Serialization Method molhiv (w/ BPE) molhiv (w/o BPE) zinc (w/ BPE) zinc (w/o BPE)
BFS 72.3 81.2 0.453 0.696
DFS 76.0 79.1 0.446 0.705
Eulerian 84.5 81.0 0.164 0.160
Feuler 87.4 81.3 0.131 0.171
CPP 86.9 81.2 0.141 0.145

Key Findings

  • Reversible serialization is critical: Edge traversal methods (Eulerian/CPP) significantly outperform node traversal methods (BFS/DFS/TOPO) by preserving complete edge connectivity information.
  • Frequency guidance is effective: Feuler consistently outperforms unguided Eulerian traversal and exhibits lower variance.
  • BPE is a key component: It improves performance in almost all configurations while providing ~10× sequence compression and 2.5× training acceleration.
  • Model scalability: Scaling from GT+BERT to GT+GTE yields consistent performance gains, unlike GNNs which may degenerate due to over-smoothing.
  • BPE-learned vocabulary has chemical semantics: Token size distribution peaks at 4-6 nodes (corresponding to functional groups); atom-level tokens account for only 7.1%.

Highlights & Insights

  • Paradigm Shift in Graph Learning: Graph learning is completely reframed as a sequence modeling problem, decoupling data representation from model architecture. This means the graph domain can directly benefit from all advances in the LLM ecosystem (longer contexts, efficient attention, pretrained models, etc.).
  • Co-design of Frequency-Guided Serialization and BPE: These are not simply cascaded; they are designed for synergy—serialization creates the ideal compressed input for BPE, and BPE in turn finds meaningful substructures.
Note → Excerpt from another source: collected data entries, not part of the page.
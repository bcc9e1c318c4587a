//! Multi-signature (V2) verification.

use std::collections::BTreeSet;

use packsig_core::{
    evaluate_threshold, MultiAttestation, Namespace, Reason, SignerId, ThresholdPolicy,
    VerificationResult,
};
use packsig_registry::SignerRegistry;

use crate::audit::AuditSink;
use crate::engine::Engine;
use crate::error::Result;
use crate::gate::CapabilityGate;
use crate::resolve::{check_signature, Resolution};

impl<R: SignerRegistry, G: CapabilityGate, A: AuditSink> Engine<R, G, A> {
    /// Walk the entries in order, then apply the policy.
    ///
    /// An identity seen earlier in the same attestation is skipped without
    /// a reason, whatever happened to its first entry.
    pub(crate) async fn verify_multi(
        &self,
        namespace: &Namespace,
        attestation: &MultiAttestation,
        message: &[u8],
        policy: &ThresholdPolicy,
        now_ms: i64,
    ) -> Result<VerificationResult> {
        let mut seen: BTreeSet<SignerId> = BTreeSet::new();
        let mut valid: BTreeSet<SignerId> = BTreeSet::new();
        let mut reasons = Vec::new();
        let mut count: u32 = 0;

        for (index, entry) in attestation.sigs.iter().enumerate() {
            let embedded = entry.public_key.as_ref();
            let id = match self.signer_id(entry.kid.as_ref(), embedded) {
                Some(id) => id,
                None => {
                    tracing::debug!(index, "signature entry has neither kid nor key");
                    reasons.push(Reason::MissingKidAndPub);
                    continue;
                }
            };

            if !seen.insert(id.clone()) {
                tracing::debug!(index, signer = %id, "duplicate signer skipped");
                continue;
            }

            let key = match self
                .resolve_signer(namespace, &id, embedded, policy, now_ms)
                .await?
            {
                Resolution::Key(key) => key,
                Resolution::Rejected(reason) => {
                    tracing::debug!(index, signer = %id, reason = %reason, "signer rejected");
                    reasons.push(reason);
                    continue;
                }
            };

            match check_signature(&id, &key, message, &entry.signature) {
                None => {
                    count += 1;
                    valid.insert(id);
                }
                Some(reason) => {
                    tracing::debug!(index, signer = %id, reason = %reason, "signature rejected");
                    reasons.push(reason);
                }
            }
        }

        reasons.extend(evaluate_threshold(policy, &valid, count));
        let ok = !reasons.iter().any(Reason::is_policy);

        Ok(VerificationResult { ok, count, reasons })
    }
}

#[cfg(test)]
mod tests {
    use super::*;
    use packsig_core::{Keypair, Kid, Pack, PackMeta, SignatureEntry, SignerRecord};
    use packsig_registry::MemoryRegistry;
    use serde_json::json;

    fn ns() -> Namespace {
        Namespace::from("tenant-a")
    }

    fn pack() -> Pack {
        Pack::new(PackMeta::new("h1", 1, 1000), vec![json!({"op": "put", "k": "a"})])
    }

    fn setup(kids: &[&str]) -> (Engine<MemoryRegistry>, Vec<Keypair>) {
        let registry = MemoryRegistry::new();
        let keypairs: Vec<Keypair> = kids
            .iter()
            .enumerate()
            .map(|(i, kid)| {
                let keypair = Keypair::from_seed(&[i as u8 + 1; 32]);
                registry.insert(&ns(), SignerRecord::active(*kid, &keypair, 0));
                keypair
            })
            .collect();
        (Engine::with_registry(registry), keypairs)
    }

    fn signed(kid: &str, keypair: &Keypair, message: &[u8]) -> SignatureEntry {
        SignatureEntry::for_kid(Kid::from(kid), keypair.sign(message).0.to_vec())
    }

    #[tokio::test]
    async fn test_duplicate_after_failure_is_silent() {
        let (engine, keys) = setup(&["s1"]);
        let message = pack().canonical_bytes();
        let attestation = MultiAttestation {
            sigs: vec![
                SignatureEntry::for_kid(Kid::from("s1"), vec![0u8; 64]),
                signed("s1", &keys[0], &message),
            ],
        };

        let result = engine
            .verify_multi(&ns(), &attestation, &message, &ThresholdPolicy::new(0), 0)
            .await
            .unwrap();

        assert_eq!(result.count, 0);
        assert_eq!(result.reason_strings(), vec!["sig_verify_failed:s1"]);
    }

    #[tokio::test]
    async fn test_missing_kid_and_pub_not_deduplicated() {
        let (engine, _) = setup(&[]);
        let message = pack().canonical_bytes();
        let bare = SignatureEntry {
            kid: None,
            public_key: None,
            signature: vec![0u8; 64].into(),
        };
        let attestation = MultiAttestation {
            sigs: vec![bare.clone(), bare],
        };

        let result = engine
            .verify_multi(&ns(), &attestation, &message, &ThresholdPolicy::new(1), 0)
            .await
            .unwrap();

        assert!(!result.ok);
        assert_eq!(
            result.reason_strings(),
            vec![
                "missing_kid_and_pub",
                "missing_kid_and_pub",
                "threshold_not_met:min=1,count=0"
            ]
        );
    }

    #[tokio::test]
    async fn test_reasons_follow_entry_order() {
        let (engine, keys) = setup(&["s1", "s2"]);
        let message = pack().canonical_bytes();
        let attestation = MultiAttestation {
            sigs: vec![
                SignatureEntry::for_kid(Kid::from("ghost"), vec![0u8; 64]),
                signed("s2", &keys[0], &message),
                signed("s1", &keys[0], &message),
            ],
        };

        let result = engine
            .verify_multi(&ns(), &attestation, &message, &ThresholdPolicy::new(1), 0)
            .await
            .unwrap();

        assert!(result.ok);
        assert_eq!(result.count, 1);
        assert_eq!(
            result.reason_strings(),
            vec!["signer_not_found:ghost", "sig_verify_failed:s2"]
        );
    }

    #[tokio::test]
    async fn test_empty_attestation() {
        let (engine, _) = setup(&[]);
        let message = pack().canonical_bytes();
        let empty = MultiAttestation::default();

        let zero = engine
            .verify_multi(&ns(), &empty, &message, &ThresholdPolicy::new(0), 0)
            .await
            .unwrap();
        assert!(zero.ok);
        assert_eq!(zero.count, 0);

        let one = engine
            .verify_multi(&ns(), &empty, &message, &ThresholdPolicy::new(1), 0)
            .await
            .unwrap();
        assert!(!one.ok);
    }
}
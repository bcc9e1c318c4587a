//! Structured verification reasons and the verification result.
//!
//! Reasons are kept as typed values internally and rendered to their
//! `kind:subject` string form only at the wire boundary.

use serde::{Deserialize, Deserializer, Serialize, Serializer};
use std::fmt;
use std::str::FromStr;

use crate::error::CoreError;
use crate::types::{Kid, SignerId};

/// Discriminator for a [`Reason`], rendered as its wire token.
#[derive(Debug, Clone, Copy, PartialEq, Eq, Hash)]
pub enum ReasonKind {
    SignerNotFound,
    RevokedKid,
    RetiredOutOfGrace,
    KeyImportFailed,
    LegacyNotAllowed,
    LegacyKeyImportFailed,
    MissingKidAndPub,
    SigVerifyFailed,
    SigVerifyError,
    BannedKid,
    RequireKidMissing,
    ThresholdNotMet,
    V1IncompatibleWithThreshold,
}

impl ReasonKind {
    pub fn as_str(self) -> &'static str {
        match self {
            ReasonKind::SignerNotFound => "signer_not_found",
            ReasonKind::RevokedKid => "revoked_kid",
            ReasonKind::RetiredOutOfGrace => "retired_out_of_grace",
            ReasonKind::KeyImportFailed => "key_import_failed",
            ReasonKind::LegacyNotAllowed => "legacy_not_allowed",
            ReasonKind::LegacyKeyImportFailed => "legacy_key_import_failed",
            ReasonKind::MissingKidAndPub => "missing_kid_and_pub",
            ReasonKind::SigVerifyFailed => "sig_verify_failed",
            ReasonKind::SigVerifyError => "sig_verify_error",
            ReasonKind::BannedKid => "banned_kid",
            ReasonKind::RequireKidMissing => "require_kid_missing",
            ReasonKind::ThresholdNotMet => "threshold_not_met",
            ReasonKind::V1IncompatibleWithThreshold => "v1_incompatible_with_threshold",
        }
    }

    fn from_token(token: &str) -> Option<Self> {
        Some(match token {
            "signer_not_found" => ReasonKind::SignerNotFound,
            "revoked_kid" => ReasonKind::RevokedKid,
            "retired_out_of_grace" => ReasonKind::RetiredOutOfGrace,
            "key_import_failed" => ReasonKind::KeyImportFailed,
            "legacy_not_allowed" => ReasonKind::LegacyNotAllowed,
            "legacy_key_import_failed" => ReasonKind::LegacyKeyImportFailed,
            "missing_kid_and_pub" => ReasonKind::MissingKidAndPub,
            "sig_verify_failed" => ReasonKind::SigVerifyFailed,
            "sig_verify_error" => ReasonKind::SigVerifyError,
            "banned_kid" => ReasonKind::BannedKid,
            "require_kid_missing" => ReasonKind::RequireKidMissing,
            "threshold_not_met" => ReasonKind::ThresholdNotMet,
            "v1_incompatible_with_threshold" => ReasonKind::V1IncompatibleWithThreshold,
            _ => return None,
        })
    }

    /// Whether this kind is produced by the policy stage rather than by a
    /// single signature. Only policy reasons make a result fail.
    pub fn is_policy(self) -> bool {
        matches!(
            self,
            ReasonKind::BannedKid
                | ReasonKind::RequireKidMissing
                | ReasonKind::ThresholdNotMet
                | ReasonKind::V1IncompatibleWithThreshold
        )
    }
}

impl fmt::Display for ReasonKind {
    fn fmt(&self, f: &mut fmt::Formatter<'_>) -> fmt::Result {
        f.write_str(self.as_str())
    }
}

/// A non-fatal verification failure.
#[derive(Debug, Clone, PartialEq, Eq, Hash)]
pub enum Reason {
    SignerNotFound(Kid),
    RevokedKid(Kid),
    RetiredOutOfGrace(Kid),
    KeyImportFailed(Kid),
    /// Subject is the truncated base64 prefix of the embedded key.
    LegacyNotAllowed(String),
    LegacyKeyImportFailed(String),
    MissingKidAndPub,
    SigVerifyFailed(SignerId),
    SigVerifyError(SignerId),
    BannedKid(Kid),
    RequireKidMissing(Kid),
    ThresholdNotMet { min: u32, count: u32 },
    V1IncompatibleWithThreshold { min: u32 },
}

impl Reason {
    pub fn kind(&self) -> ReasonKind {
        match self {
            Reason::SignerNotFound(_) => ReasonKind::SignerNotFound,
            Reason::RevokedKid(_) => ReasonKind::RevokedKid,
            Reason::RetiredOutOfGrace(_) => ReasonKind::RetiredOutOfGrace,
            Reason::KeyImportFailed(_) => ReasonKind::KeyImportFailed,
            Reason::LegacyNotAllowed(_) => ReasonKind::LegacyNotAllowed,
            Reason::LegacyKeyImportFailed(_) => ReasonKind::LegacyKeyImportFailed,
            Reason::MissingKidAndPub => ReasonKind::MissingKidAndPub,
            Reason::SigVerifyFailed(_) => ReasonKind::SigVerifyFailed,
            Reason::SigVerifyError(_) => ReasonKind::SigVerifyError,
            Reason::BannedKid(_) => ReasonKind::BannedKid,
            Reason::RequireKidMissing(_) => ReasonKind::RequireKidMissing,
            Reason::ThresholdNotMet { .. } => ReasonKind::ThresholdNotMet,
            Reason::V1IncompatibleWithThreshold { .. } => ReasonKind::V1IncompatibleWithThreshold,
        }
    }

    /// The rendered subject, if the reason has one.
    pub fn subject(&self) -> Option<String> {
        match self {
            Reason::SignerNotFound(kid)
            | Reason::RevokedKid(kid)
            | Reason::RetiredOutOfGrace(kid)
            | Reason::KeyImportFailed(kid)
            | Reason::BannedKid(kid)
            | Reason::RequireKidMissing(kid) => Some(kid.to_string()),
            Reason::LegacyNotAllowed(prefix) | Reason::LegacyKeyImportFailed(prefix) => {
                Some(prefix.clone())
            }
            Reason::SigVerifyFailed(id) | Reason::SigVerifyError(id) => Some(id.to_string()),
            Reason::MissingKidAndPub => None,
            Reason::ThresholdNotMet { min, count } => Some(format!("min={},count={}", min, count)),
            Reason::V1IncompatibleWithThreshold { min } => Some(format!("min={}", min)),
        }
    }

    pub fn is_policy(&self) -> bool {
        self.kind().is_policy()
    }
}

impl fmt::Display for Reason {
    fn fmt(&self, f: &mut fmt::Formatter<'_>) -> fmt::Result {
        match self.subject() {
            Some(subject) => write!(f, "{}:{}", self.kind(), subject),
            None => write!(f, "{}", self.kind()),
        }
    }
}

/// Parse `key=<u32>` out of a comma-separated subject.
fn subject_field(subject: &str, key: &str) -> Option<u32> {
    subject.split(',').find_map(|part| {
        let (k, v) = part.split_once('=')?;
        if k == key {
            v.parse().ok()
        } else {
            None
        }
    })
}

impl FromStr for Reason {
    type Err = CoreError;

    fn from_str(s: &str) -> Result<Self, Self::Err> {
        let invalid = || CoreError::InvalidReason(s.to_string());
        let (token, subject) = match s.split_once(':') {
            Some((token, subject)) => (token, Some(subject)),
            None => (s, None),
        };
        let kind = ReasonKind::from_token(token).ok_or_else(invalid)?;

        if kind == ReasonKind::MissingKidAndPub {
            return match subject {
                None => Ok(Reason::MissingKidAndPub),
                Some(_) => Err(invalid()),
            };
        }
        let subject = subject.ok_or_else(invalid)?;
        let kid = || Kid::from(subject);

        Ok(match kind {
            ReasonKind::SignerNotFound => Reason::SignerNotFound(kid()),
            ReasonKind::RevokedKid => Reason::RevokedKid(kid()),
            ReasonKind::RetiredOutOfGrace => Reason::RetiredOutOfGrace(kid()),
            ReasonKind::KeyImportFailed => Reason::KeyImportFailed(kid()),
            ReasonKind::LegacyNotAllowed => Reason::LegacyNotAllowed(subject.to_string()),
            ReasonKind::LegacyKeyImportFailed => Reason::LegacyKeyImportFailed(subject.to_string()),
            ReasonKind::SigVerifyFailed => Reason::SigVerifyFailed(SignerId::parse(subject)),
            ReasonKind::SigVerifyError => Reason::SigVerifyError(SignerId::parse(subject)),
            ReasonKind::BannedKid => Reason::BannedKid(kid()),
            ReasonKind::RequireKidMissing => Reason::RequireKidMissing(kid()),
            ReasonKind::ThresholdNotMet => Reason::ThresholdNotMet {
                min: subject_field(subject, "min").ok_or_else(invalid)?,
                count: subject_field(subject, "count").ok_or_else(invalid)?,
            },
            ReasonKind::V1IncompatibleWithThreshold => Reason::V1IncompatibleWithThreshold {
                min: subject_field(subject, "min").ok_or_else(invalid)?,
            },
            ReasonKind::MissingKidAndPub => Reason::MissingKidAndPub,
        })
    }
}

impl Serialize for Reason {
    fn serialize<S: Serializer>(&self, serializer: S) -> Result<S::Ok, S::Error> {
        serializer.collect_str(self)
    }
}

impl<'de> Deserialize<'de> for Reason {
    fn deserialize<D: Deserializer<'de>>(deserializer: D) -> Result<Self, D::Error> {
        let s = String::deserialize(deserializer)?;
        s.parse().map_err(serde::de::Error::custom)
    }
}

/// Outcome of verifying an attestation against a pack and policy.
///
/// Recomputed on every call; never persisted by the engine.
#[derive(Debug, Clone, PartialEq, Eq, Default, Serialize, Deserialize)]
pub struct VerificationResult {
    pub ok: bool,

    /// Number of signatures that verified (after deduplication).
    pub count: u32,

    /// Failure reasons in the order they were produced.
    #[serde(default, skip_serializing_if = "Vec::is_empty")]
    pub reasons: Vec<Reason>,
}

impl VerificationResult {
    /// Whether any reason of the given kind was recorded.
    pub fn has_reason(&self, kind: ReasonKind) -> bool {
        self.reasons.iter().any(|r| r.kind() == kind)
    }

    /// Reasons in their rendered wire form.
    pub fn reason_strings(&self) -> Vec<String> {
        self.reasons.iter().map(ToString::to_string).collect()
    }
}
This co-design philosophy can be transferred to the tokenization of other non-sequential data.
  • Reversibility as Quality Assurance: The reversibility of serialization is not just a theoretical advantage; it directly correlates with better downstream performance—lossless information is the foundation of high-quality tokenization.

Limitations & Future Work

  • Only validated on graph-level tasks (classification/regression); node-level and edge-level tasks remain untested.
  • Serialization relies on the connected graph assumption; non-connected graphs must be serialized separately and concatenated.
  • Frequency statistics are based on the simplest edge patterns \((l_u, l_e, l_v)\); statistical guidance from larger substructure patterns has not been explored.
  • BPE is a greedy algorithm and may not find the globally optimal substructural decomposition.
  • Pretraining+fine-tuning paradigm is unexplored—pretraining a tokenizer+Transformer on large-scale graph data could further improve performance.
  • vs GraphGPS: GraphGPS is a specifically designed Graph Transformer requiring graph-specific components like positional encodings; GT uses off-the-shelf Transformers and achieves better performance.
  • vs GraphMamba: GraphMamba uses serialization with the Mamba architecture, but its serialization is non-reversible and non-deterministic; GT's serialization has superior theoretical properties.
  • vs GCN+: GCN+ is an enhanced GNN baseline that performs close to GT+GTE on some datasets but lags significantly on others like molhiv (80.1 vs 87.4).
  • vs SMILES: SMILES is a domain-specific serialization for molecular graphs and cannot generalize to general graphs; GT is applicable to any labeled graph.

Rating

  • Novelty: ⭐⭐⭐⭐⭐ Fully ports the NLP tokenization paradigm to the graph domain with a novel concept and complete execution.
  • Experimental Thoroughness: ⭐⭐⭐⭐⭐ 14 benchmarks, comprehensive ablations, efficiency analysis, and visualization.
  • Writing Quality: ⭐⭐⭐⭐⭐ Clear problem definition, rigorous theoretical framework, and well-designed visuals.
  • Value: ⭐⭐⭐⭐⭐ Potentially changes the research paradigm for graph learning, making standard Transformers directly applicable to graph data.